Task goal: From the first record through the last, copy each one exactly.

Supplied material:
....

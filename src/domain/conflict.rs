use crate::domain::models::{BlockCapacity, EntityRef, TimeBlock, TimeBlockBoundaries, TimeEvent};
use crate::domain::time_block::classify;
use chrono::{Duration, NaiveDate, NaiveDateTime};
use serde::Serialize;

#[derive(Debug, Clone, Serialize, PartialEq, Eq)]
#[serde(tag = "kind", rename_all = "snake_case")]
pub enum PlacementTarget {
    Block {
        date: NaiveDate,
        time_block: TimeBlock,
    },
    Slot {
        starts_at: NaiveDateTime,
        duration_minutes: u32,
    },
}

/// Where an occurrence is about to be placed.
#[derive(Debug, Clone, Serialize, PartialEq, Eq)]
pub struct Placement {
    pub event_id: String,
    pub entity: EntityRef,
    pub target: PlacementTarget,
}

impl Placement {
    /// Block placement for `event`, classifying it when no block is tagged.
    /// All-day occurrences are never placed in a block.
    pub fn for_block(event: &TimeEvent, boundaries: &TimeBlockBoundaries) -> Option<Self> {
        let time_block = classify(event, boundaries)?;
        Some(Self {
            event_id: event.id.clone(),
            entity: event.entity.clone(),
            target: PlacementTarget::Block {
                date: event.date(),
                time_block,
            },
        })
    }

    pub fn for_slot(event: &TimeEvent) -> Option<Self> {
        if event.is_all_day {
            return None;
        }
        Some(Self {
            event_id: event.id.clone(),
            entity: event.entity.clone(),
            target: PlacementTarget::Slot {
                starts_at: event.starts_at,
                duration_minutes: event.duration_minutes,
            },
        })
    }
}

/// Ids of existing occurrences the placement collides with.
///
/// Only active (not completed, not all-day) occurrences of a different
/// owner count. A block placement collides when the block has a capacity
/// and the occupants already fill it; the occupants are reported. A slot
/// placement reports every occupant whose time range overlaps. Nothing is
/// rejected here: callers decide what to do with the ids.
pub fn check_conflicts(
    placement: &Placement,
    existing: &[TimeEvent],
    boundaries: &TimeBlockBoundaries,
    capacity: &BlockCapacity,
) -> Vec<String> {
    let competitors = existing.iter().filter(|event| {
        event.id != placement.event_id
            && event.entity != placement.entity
            && !event.is_completed()
            && !event.is_all_day
    });

    match &placement.target {
        PlacementTarget::Block { date, time_block } => {
            let Some(limit) = capacity.limit_for(*time_block) else {
                return Vec::new();
            };
            let occupants = competitors
                .filter(|event| {
                    event.date() == *date && classify(event, boundaries) == Some(*time_block)
                })
                .map(|event| event.id.clone())
                .collect::<Vec<_>>();
            if occupants.len() >= limit as usize {
                occupants
            } else {
                Vec::new()
            }
        }
        PlacementTarget::Slot {
            starts_at,
            duration_minutes,
        } => {
            let ends_at = *starts_at + Duration::minutes(i64::from(*duration_minutes));
            competitors
                .filter(|event| event.starts_at < ends_at && *starts_at < event.ends_at())
                .map(|event| event.id.clone())
                .collect()
        }
    }
}

#[cfg(test)]
mod tests {
    use super::*;
    use crate::domain::models::fixtures::{at, event};
    use crate::domain::models::EventStatus;

    fn capacity_of_one() -> BlockCapacity {
        BlockCapacity {
            morning: Some(1),
            afternoon: Some(2),
            evening: None,
        }
    }

    #[test]
    fn unconstrained_block_never_conflicts() {
        let candidate = event("evt-new", "tsk-new", "2026-02-16T19:00", 30);
        let existing = vec![event("evt-1", "tsk-1", "2026-02-16T18:00", 30)];
        let placement =
            Placement::for_block(&candidate, &TimeBlockBoundaries::default()).expect("placement");

        let conflicts = check_conflicts(
            &placement,
            &existing,
            &TimeBlockBoundaries::default(),
            &capacity_of_one(),
        );
        assert!(conflicts.is_empty());
    }

    #[test]
    fn full_block_reports_active_occupants() {
        let boundaries = TimeBlockBoundaries::default();
        let candidate = event("evt-new", "tsk-new", "2026-02-16T09:00", 30);
        let mut tagged = event("evt-1", "tsk-1", "2026-02-16T20:00", 30);
        tagged.time_block = Some(TimeBlock::Morning);
        let existing = vec![tagged, event("evt-2", "tsk-2", "2026-02-17T09:00", 30)];
        let placement = Placement::for_block(&candidate, &boundaries).expect("placement");

        let conflicts = check_conflicts(&placement, &existing, &boundaries, &capacity_of_one());
        assert_eq!(conflicts, vec!["evt-1".to_string()]);
    }

    #[test]
    fn block_below_capacity_does_not_conflict() {
        let boundaries = TimeBlockBoundaries::default();
        let candidate = event("evt-new", "tsk-new", "2026-02-16T13:00", 30);
        let existing = vec![event("evt-1", "tsk-1", "2026-02-16T14:00", 30)];
        let placement = Placement::for_block(&candidate, &boundaries).expect("placement");

        assert!(check_conflicts(&placement, &existing, &boundaries, &capacity_of_one()).is_empty());
    }

    #[test]
    fn completed_same_owner_and_self_are_ignored() {
        let boundaries = TimeBlockBoundaries::default();
        let candidate = event("evt-new", "tsk-new", "2026-02-16T09:00", 30);
        let mut done = event("evt-done", "tsk-1", "2026-02-16T09:00", 30);
        done.status = EventStatus::Completed;
        let sibling = event("evt-sibling", "tsk-new", "2026-02-16T09:30", 30);
        let itself = event("evt-new", "tsk-new", "2026-02-16T08:00", 30);
        let existing = vec![done, sibling, itself];
        let placement = Placement::for_block(&candidate, &boundaries).expect("placement");

        assert!(check_conflicts(&placement, &existing, &boundaries, &capacity_of_one()).is_empty());
    }

    #[test]
    fn slot_reports_overlapping_ranges_only() {
        let boundaries = TimeBlockBoundaries::default();
        let candidate = event("evt-new", "tsk-new", "2026-02-16T10:00", 60);
        let existing = vec![
            event("evt-before", "tsk-1", "2026-02-16T09:00", 60),
            event("evt-inside", "tsk-2", "2026-02-16T10:30", 15),
            event("evt-tail", "tsk-3", "2026-02-16T10:45", 60),
            event("evt-after", "tsk-4", "2026-02-16T11:00", 30),
        ];
        let placement = Placement::for_slot(&candidate).expect("placement");

        let conflicts =
            check_conflicts(&placement, &existing, &boundaries, &BlockCapacity::default());
        assert_eq!(conflicts, vec!["evt-inside".to_string(), "evt-tail".to_string()]);
    }

    #[test]
    fn all_day_events_have_no_placement() {
        let mut candidate = event("evt-new", "tsk-new", "2026-02-16T00:00", 60);
        candidate.is_all_day = true;
        assert!(Placement::for_block(&candidate, &TimeBlockBoundaries::default()).is_none());
        assert!(Placement::for_slot(&candidate).is_none());
        assert_eq!(candidate.starts_at, at("2026-02-16T00:00"));
    }
}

....

Written solution:
filename src/domain/conflict.rs
use crate::domain::models::{BlockCapacity, EntityRef, TimeBlock, TimeBlockBoundaries, TimeEvent};
use crate::domain::time_block::classify;
use chrono::{Duration, NaiveDate, NaiveDateTime};
use serde::Serialize;

#[derive(Debug, Clone, Serialize, PartialEq, Eq)]
#[serde(tag = "kind", rename_all = "snake_case")]
pub enum PlacementTarget {
    Block {
        date: NaiveDate,
        time_block: TimeBlock,
    },
    Slot {
        starts_at: NaiveDateTime,
        duration_minutes: u32,
    },
}

/// Where an occurrence is about to be placed.
#[derive(Debug, Clone, Serialize, PartialEq, Eq)]
pub struct Placement {
    pub event_id: String,
    pub entity: EntityRef,
    pub target: PlacementTarget,
}

impl Placement {
    /// Block placement for `event`, classifying it when no block is tagged.
    /// All-day occurrences are never placed in a block.
    pub fn for_block(event: &TimeEvent, boundaries: &TimeBlockBoundaries) -> Option<Self> {
        let time_block = classify(event, boundaries)?;
        Some(Self {
            event_id: event.id.clone(),
            entity: event.entity.clone(),
            target: PlacementTarget::Block {
                date: event.date(),
                time_block,
            },
        })
    }

    pub fn for_slot(event: &TimeEvent) -> Option<Self> {
        if event.is_all_day {
            return None;
        }
        Some(Self {
            event_id: event.id.clone(),
            entity: event.entity.clone(),
            target: PlacementTarget::Slot {
                starts_at: event.starts_at,
                duration_minutes: event.duration_minutes,
            },
        })
    }
}

/// Ids of existing occurrences the placement collides with.
///
/// Only active (not completed, not all-day) occurrences of a different
/// owner count. A block placement collides when the block has a capacity
/// and the occupants already fill it; the occupants are reported. A slot
/// placement reports every occupant whose time range overlaps. Nothing is
/// rejected here: callers decide what to do with the ids.
pub fn check_conflicts(
    placement: &Placement,
    existing: &[TimeEvent],
    boundaries: &TimeBlockBoundaries,
    capacity: &BlockCapacity,
) -> Vec<String> {
    let competitors = existing.iter().filter(|event| {
        event.id != placement.event_id
            && event.entity != placement.entity
            && !event.is_completed()
            && !event.is_all_day
    });

    match &placement.target {
        PlacementTarget::Block { date, time_block } => {
            let Some(limit) = capacity.limit_for(*time_block) else {
                return Vec::new();
            };
            let occupants = competitors
                .filter(|event| {
                    event.date() == *date && classify(event, boundaries) == Some(*time_block)
                })
                .map(|event| event.id.clone())
                .collect::<Vec<_>>();
            if occupants.len() >= limit as usize {
                occupants
            } else {
                Vec::new()
            }
        }
        PlacementTarget::Slot {
            starts_at,
            duration_minutes,
        } => {
            let ends_at = *starts_at + Duration::minutes(i64::from(*duration_minutes));
            competitors
                .filter(|event| event.starts_at < ends_at && *starts_at < event.ends_at())
                .map(|event| event.id.clone())
                .collect()
        }
    }
}

#[cfg(test)]
mod tests {
    use super::*;
    use crate::domain::models::fixtures::{at, event};
    use crate::domain::models::EventStatus;

    fn capacity_of_one() -> BlockCapacity {
        BlockCapacity {
            morning: Some(1),
            afternoon: Some(2),
            evening: None,
        }
    }

    #[test]
    fn unconstrained_block_never_conflicts() {
        let candidate = event("evt-new", "tsk-new", "2026-02-16T19:00", 30);
        let existing = vec![event("evt-1", "tsk-1", "2026-02-16T18:00", 30)];
        let placement =
            Placement::for_block(&candidate, &TimeBlockBoundaries::default()).expect("placement");

        let conflicts = check_conflicts(
            &placement,
            &existing,
            &TimeBlockBoundaries::default(),
            &capacity_of_one(),
        );
        assert!(conflicts.is_empty());
    }

    #[test]
    fn full_block_reports_active_occupants() {
        let boundaries = TimeBlockBoundaries::default();
        let candidate = event("evt-new", "tsk-new", "2026-02-16T09:00", 30);
        let mut tagged = event("evt-1", "tsk-1", "2026-02-16T20:00", 30);
        tagged.time_block = Some(TimeBlock::Morning);
        let existing = vec![tagged, event("evt-2", "tsk-2", "2026-02-17T09:00", 30)];
        let placement = Placement::for_block(&candidate, &boundaries).expect("placement");

        let conflicts = check_conflicts(&placement, &existing, &boundaries, &capacity_of_one());
        assert_eq!(conflicts, vec!["evt-1".to_string()]);
    }

    #[test]
    fn block_below_capacity_does_not_conflict() {
        let boundaries = TimeBlockBoundaries::default();
        let candidate = event("evt-new", "tsk-new", "2026-02-16T13:00", 30);
        let existing = vec![event("evt-1", "tsk-1", "2026-02-16T14:00", 30)];
        let placement = Placement::for_block(&candidate, &boundaries).expect("placement");

        assert!(check_conflicts(&placement, &existing, &boundaries, &capacity_of_one()).is_empty());
    }

    #[test]
    fn completed_same_owner_and_self_are_ignored() {
        let boundaries = TimeBlockBoundaries::default();
        let candidate = event("evt-new", "tsk-new", "2026-02-16T09:00", 30);
        let mut done = event("evt-done", "tsk-1", "2026-02-16T09:00", 30);
        done.status = EventStatus::Completed;
        let sibling = event("evt-sibling", "tsk-new", "2026-02-16T09:30", 30);
        let itself = event("evt-new", "tsk-new", "2026-02-16T08:00", 30);
        let existing = vec![done, sibling, itself];
        let placement = Placement::for_block(&candidate, &boundaries).expect("placement");

        assert!(check_conflicts(&placement, &existing, &boundaries, &capacity_of_one()).is_empty());
    }

    #[test]
    fn slot_reports_overlapping_ranges_only() {
        let boundaries = TimeBlockBoundaries::default();
        let candidate = event("evt-new", "tsk-new", "2026-02-16T10:00", 60);
        let existing = vec![
            event("evt-before", "tsk-1", "2026-02-16T09:00", 60),
            event("evt-inside", "tsk-2", "2026-02-16T10:30", 15),
            event("evt-tail", "tsk-3", "2026-02-16T10:45", 60),
            event("evt-after", "tsk-4", "2026-02-16T11:00", 30),
        ];
        let placement = Placement::for_slot(&candidate).expect("placement");

        let conflicts =
            check_conflicts(&placement, &existing, &boundaries, &BlockCapacity::default());
        assert_eq!(conflicts, vec!["evt-inside".to_string(), "evt-tail".to_string()]);
    }

    #[test]
    fn all_day_events_have_no_placement() {
        let mut candidate = event("evt-new", "tsk-new", "2026-02-16T00:00", 60);
        candidate.is_all_day = true;
        assert!(Placement::for_block(&candidate, &TimeBlockBoundaries::default()).is_none());
        assert!(Placement::for_slot(&candidate).is_none());
        assert_eq!(candidate.starts_at, at("2026-02-16T00:00"));
    }
}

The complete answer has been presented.